▸ Problem requirements: Return every record exactly as written.

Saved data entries
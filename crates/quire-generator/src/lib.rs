//! Quire Generator Library
//!
//! Site build engine for Quire.
//!
//! # Modules
//!
//! - [`template`] - Jinja template engine and renderables
//! - [`documents`] - Document discovery and output layout
//! - [`assets`] - Static file copying
//! - [`deps`] - Dependency sets for partial rebuilds
//! - [`build`] - Full and partial build orchestration
//! - [`watch`] - Mapping filesystem changes to partial builds

pub mod assets;
pub mod build;
pub mod deps;
pub mod documents;
pub mod template;
pub mod watch;

pub use assets::AssetCopier;
pub use build::{BuildError, BuildStats, PartialOutcome, SiteBuilder};
pub use deps::DependencySet;
pub use template::{PageTemplate, Renderable, TemplateEngine, WrappedDocument};
pub use watch::{ChangeEvent, ChangeKind, ChangeWatcher};
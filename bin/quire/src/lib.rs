//! Quire CLI Library
//!
//! Command implementations and shared setup for the `quire` binary.
//!
//! # Modules
//!
//! - [`cmd`] - Command implementations (build, watch, check)
//!
//! # Example
//!
//! ```no_run
//! use quire::cmd::{self, SiteArgs};
//!
//! let config = cmd::load_config(None, &SiteArgs::default()).unwrap();
//! cmd::build::run(config).unwrap();
//! ```

pub mod cmd;

// Re-export core types for convenience
pub use quire_core::{Category, Config, PathClassifier};
pub use quire_generator::{BuildStats, ChangeWatcher, SiteBuilder};

/// Initialize tracing with the specified verbosity level.
///
/// # Arguments
///
/// * `verbose` - Verbosity level (0 = WARN, 1 = INFO, 2 = DEBUG, 3+ = TRACE)
pub fn init_tracing(verbose: u8) {
    use tracing_subscriber::{layer::SubscriberExt, util::SubscriberInitExt};

    let level = match verbose {
        0 => tracing::Level::WARN,
        1 => tracing::Level::INFO,
        2 => tracing::Level::DEBUG,
        _ => tracing::Level::TRACE,
    };

    tracing_subscriber::registry()
        .with(tracing_subscriber::fmt::layer().with_target(false))
        .with(tracing_subscriber::EnvFilter::from_default_env().add_directive(level.into()))
        .init();
}
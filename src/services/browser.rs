//! Minimal W3C WebDriver client used to bake rendered chapter pages.
//!
//! Only the capabilities baking needs are implemented: open a session,
//! navigate, find an element by class and read its `innerHTML`.

use async_trait::async_trait;
use reqwest::Client;
use serde::Deserialize;
use serde_json::json;

/// Key under which W3C WebDriver returns element references.
const ELEMENT_KEY: &str = "element-6066-11e4-a52e-4f735466cecf";

/// One live browser that can be driven page by page.
#[async_trait]
pub trait BrowserSession: Send {
    async fn navigate(&mut self, url: &str) -> Result<(), BrowserError>;

    /// Inner HTML of the first element carrying `class`.
    async fn inner_html_by_class(&mut self, class: &str) -> Result<String, BrowserError>;
}

/// Starts browser sessions.
#[async_trait]
pub trait BrowserLauncher: Send + Sync {
    async fn launch(&self) -> Result<Box<dyn BrowserSession>, BrowserError>;
}

/// Launches Firefox sessions through a geckodriver endpoint.
pub struct WebDriverLauncher {
    http: Client,
    base_url: String,
    headless: bool,
}

impl WebDriverLauncher {
    pub fn new(base_url: &str, headless: bool) -> Result<Self, BrowserError> {
        let http = Client::builder()
            .timeout(std::time::Duration::from_secs(120))
            .build()?;
        Ok(Self {
            http,
            base_url: base_url.trim_end_matches('/').to_string(),
            headless,
        })
    }
}

#[derive(Deserialize)]
struct WebDriverResponse<T> {
    value: T,
}

#[derive(Deserialize)]
struct NewSession {
    #[serde(rename = "sessionId")]
    session_id: String,
}

#[derive(Deserialize)]
struct WebDriverFault {
    error: String,
    message: String,
}

/// Turn a WebDriver reply into its `value`, or the protocol error it reports.
async fn decode<T: for<'de> Deserialize<'de>>(
    response: reqwest::Response,
) -> Result<T, BrowserError> {
    let status = response.status();
    let body = response.text().await?;
    if !status.is_success() {
        return Err(match serde_json::from_str::<WebDriverResponse<WebDriverFault>>(&body) {
            Ok(fault) if fault.value.error == "no such element" => {
                BrowserError::ElementNotFound(fault.value.message)
            }
            Ok(fault) => BrowserError::Protocol {
                error: fault.value.error,
                message: fault.value.message,
            },
            Err(_) => BrowserError::Protocol {
                error: format!("HTTP {status}"),
                message: body,
            },
        });
    }
    let parsed: WebDriverResponse<T> = serde_json::from_str(&body)?;
    Ok(parsed.value)
}

#[async_trait]
impl BrowserLauncher for WebDriverLauncher {
    async fn launch(&self) -> Result<Box<dyn BrowserSession>, BrowserError> {
        let args: Vec<&str> = if self.headless { vec!["-headless"] } else { vec![] };
        let body = json!({
            "capabilities": {
                "alwaysMatch": {
                    "browserName": "firefox",
                    "moz:firefoxOptions": { "args": args }
                }
            }
        });

        let response = self
            .http
            .post(format!("{}/session", self.base_url))
            .json(&body)
            .send()
            .await?;
        let session: NewSession = decode(response).await?;

        tracing::debug!(session_id = %session.session_id, headless = self.headless, "Browser session started");

        Ok(Box::new(WebDriverSession {
            http: self.http.clone(),
            session_url: format!("{}/session/{}", self.base_url, session.session_id),
        }))
    }
}

pub struct WebDriverSession {
    http: Client,
    session_url: String,
}

#[async_trait]
impl BrowserSession for WebDriverSession {
    async fn navigate(&mut self, url: &str) -> Result<(), BrowserError> {
        let response = self
            .http
            .post(format!("{}/url", self.session_url))
            .json(&json!({ "url": url }))
            .send()
            .await?;
        decode::<serde_json::Value>(response).await?;
        Ok(())
    }

    async fn inner_html_by_class(&mut self, class: &str) -> Result<String, BrowserError> {
        let response = self
            .http
            .post(format!("{}/element", self.session_url))
            .json(&json!({ "using": "css selector", "value": format!(".{class}") }))
            .send()
            .await?;
        let element: serde_json::Map<String, serde_json::Value> = decode(response).await?;
        let element_id = element
            .get(ELEMENT_KEY)
            .and_then(|v| v.as_str())
            .ok_or_else(|| BrowserError::ElementNotFound(class.to_string()))?;

        let response = self
            .http
            .get(format!(
                "{}/element/{}/property/innerHTML",
                self.session_url, element_id
            ))
            .send()
            .await?;
        let html: Option<String> = decode(response).await?;
        Ok(html.unwrap_or_default())
    }
}

#[derive(Debug, thiserror::Error)]
pub enum BrowserError {
    #[error("WebDriver request failed: {0}")]
    Http(#[from] reqwest::Error),

    #[error("Unexpected WebDriver response: {0}")]
    Decode(#[from] serde_json::Error),

    #[error("Element not found: {0}")]
    ElementNotFound(String),

    #[error("WebDriver error {error}: {message}")]
    Protocol { error: String, message: String },
}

▸ Exercise result:
filename crates/quire-generator/src/lib.rs
//! Quire Generator Library
//!
//! Site build engine for Quire.
//!
//! # Modules
//!
//! - [`template`] - Jinja template engine and renderables
//! - [`documents`] - Document discovery and output layout
//! - [`assets`] - Static file copying
//! - [`deps`] - Dependency sets for partial rebuilds
//! - [`build`] - Full and partial build orchestration
//! - [`watch`] - Mapping filesystem changes to partial builds

pub mod assets;
pub mod build;
pub mod deps;
pub mod documents;
pub mod template;
pub mod watch;

pub use assets::AssetCopier;
pub use build::{BuildError, BuildStats, PartialOutcome, SiteBuilder};
pub use deps::DependencySet;
pub use template::{PageTemplate, Renderable, TemplateEngine, WrappedDocument};
pub use watch::{ChangeEvent, ChangeKind, ChangeWatcher};
filename bin/quire/src/lib.rs
//! Quire CLI Library
//!
//! Command implementations and shared setup for the `quire` binary.
//!
//! # Modules
//!
//! - [`cmd`] - Command implementations (build, watch, check)
//!
//! # Example
//!
//! ```no_run
//! use quire::cmd::{self, SiteArgs};
//!
//! let config = cmd::load_config(None, &SiteArgs::default()).unwrap();
//! cmd::build::run(config).unwrap();
//! ```

pub mod cmd;

// Re-export core types for convenience
pub use quire_core::{Category, Config, PathClassifier};
pub use quire_generator::{BuildStats, ChangeWatcher, SiteBuilder};

/// Initialize tracing with the specified verbosity level.
///
/// # Arguments
///
/// * `verbose` - Verbosity level (0 = WARN, 1 = INFO, 2 = DEBUG, 3+ = TRACE)
pub fn init_tracing(verbose: u8) {
    use tracing_subscriber::{layer::SubscriberExt, util::SubscriberInitExt};

    let level = match verbose {
        0 => tracing::Level::WARN,
        1 => tracing::Level::INFO,
        2 => tracing::Level::DEBUG,
        _ => tracing::Level::TRACE,
    };

    tracing_subscriber::registry()
        .with(tracing_subscriber::fmt::layer().with_target(false))
        .with(tracing_subscriber::EnvFilter::from_default_env().add_directive(level.into()))
        .init();
}
filename src/services/browser.rs
//! Minimal W3C WebDriver client used to bake rendered chapter pages.
//!
//! Only the capabilities baking needs are implemented: open a session,
//! navigate, find an element by class and read its `innerHTML`.

use async_trait::async_trait;
use reqwest::Client;
use serde::Deserialize;
use serde_json::json;

/// Key under which W3C WebDriver returns element references.
const ELEMENT_KEY: &str = "element-6066-11e4-a52e-4f735466cecf";

/// One live browser that can be driven page by page.
#[async_trait]
pub trait BrowserSession: Send {
    async fn navigate(&mut self, url: &str) -> Result<(), BrowserError>;

    /// Inner HTML of the first element carrying `class`.
    async fn inner_html_by_class(&mut self, class: &str) -> Result<String, BrowserError>;
}

/// Starts browser sessions.
#[async_trait]
pub trait BrowserLauncher: Send + Sync {
    async fn launch(&self) -> Result<Box<dyn BrowserSession>, BrowserError>;
}

/// Launches Firefox sessions through a geckodriver endpoint.
pub struct WebDriverLauncher {
    http: Client,
    base_url: String,
    headless: bool,
}

impl WebDriverLauncher {
    pub fn new(base_url: &str, headless: bool) -> Result<Self, BrowserError> {
        let http = Client::builder()
            .timeout(std::time::Duration::from_secs(120))
            .build()?;
        Ok(Self {
            http,
            base_url: base_url.trim_end_matches('/').to_string(),
            headless,
        })
    }
}

#[derive(Deserialize)]
struct WebDriverResponse<T> {
    value: T,
}

#[derive(Deserialize)]
struct NewSession {
    #[serde(rename = "sessionId")]
    session_id: String,
}

#[derive(Deserialize)]
struct WebDriverFault {
    error: String,
    message: String,
}

/// Turn a WebDriver reply into its `value`, or the protocol error it reports.
async fn decode<T: for<'de> Deserialize<'de>>(
    response: reqwest::Response,
) -> Result<T, BrowserError> {
    let status = response.status();
    let body = response.text().await?;
    if !status.is_success() {
        return Err(match serde_json::from_str::<WebDriverResponse<WebDriverFault>>(&body) {
            Ok(fault) if fault.value.error == "no such element" => {
                BrowserError::ElementNotFound(fault.value.message)
            }
            Ok(fault) => BrowserError::Protocol {
                error: fault.value.error,
                message: fault.value.message,
            },
            Err(_) => BrowserError::Protocol {
                error: format!("HTTP {status}"),
                message: body,
            },
        });
    }
    let parsed: WebDriverResponse<T> = serde_json::from_str(&body)?;
    Ok(parsed.value)
}

#[async_trait]
impl BrowserLauncher for WebDriverLauncher {
    async fn launch(&self) -> Result<Box<dyn BrowserSession>, BrowserError> {
        let args: Vec<&str> = if self.headless { vec!["-headless"] } else { vec![] };
        let body = json!({
            "capabilities": {
                "alwaysMatch": {
                    "browserName": "firefox",
                    "moz:firefoxOptions": { "args": args }
                }
            }
        });

        let response = self
            .http
            .post(format!("{}/session", self.base_url))
            .json(&body)
            .send()
            .await?;
        let session: NewSession = decode(response).await?;

        tracing::debug!(session_id = %session.session_id, headless = self.headless, "Browser session started");

        Ok(Box::new(WebDriverSession {
            http: self.http.clone(),
            session_url: format!("{}/session/{}", self.base_url, session.session_id),
        }))
    }
}

pub struct WebDriverSession {
    http: Client,
    session_url: String,
}

#[async_trait]
impl BrowserSession for WebDriverSession {
    async fn navigate(&mut self, url: &str) -> Result<(), BrowserError> {
        let response = self
            .http
            .post(format!("{}/url", self.session_url))
            .json(&json!({ "url": url }))
            .send()
            .await?;
        decode::<serde_json::Value>(response).await?;
        Ok(())
    }

    async fn inner_html_by_class(&mut self, class: &str) -> Result<String, BrowserError> {
        let response = self
            .http
            .post(format!("{}/element", self.session_url))
            .json(&json!({ "using": "css selector", "value": format!(".{class}") }))
            .send()
            .await?;
        let element: serde_json::Map<String, serde_json::Value> = decode(response).await?;
        let element_id = element
            .get(ELEMENT_KEY)
            .and_then(|v| v.as_str())
            .ok_or_else(|| BrowserError::ElementNotFound(class.to_string()))?;

        let response = self
            .http
            .get(format!(
                "{}/element/{}/property/innerHTML",
                self.session_url, element_id
            ))
            .send()
            .await?;
        let html: Option<String> = decode(response).await?;
        Ok(html.unwrap_or_default())
    }
}

#[derive(Debug, thiserror::Error)]
pub enum BrowserError {
    #[error("WebDriver request failed: {0}")]
    Http(#[from] reqwest::Error),

    #[error("Unexpected WebDriver response: {0}")]
    Decode(#[from] serde_json::Error),

    #[error("Element not found: {0}")]
    ElementNotFound(String),

    #[error("WebDriver error {error}: {message}")]
    Protocol { error: String, message: String },
}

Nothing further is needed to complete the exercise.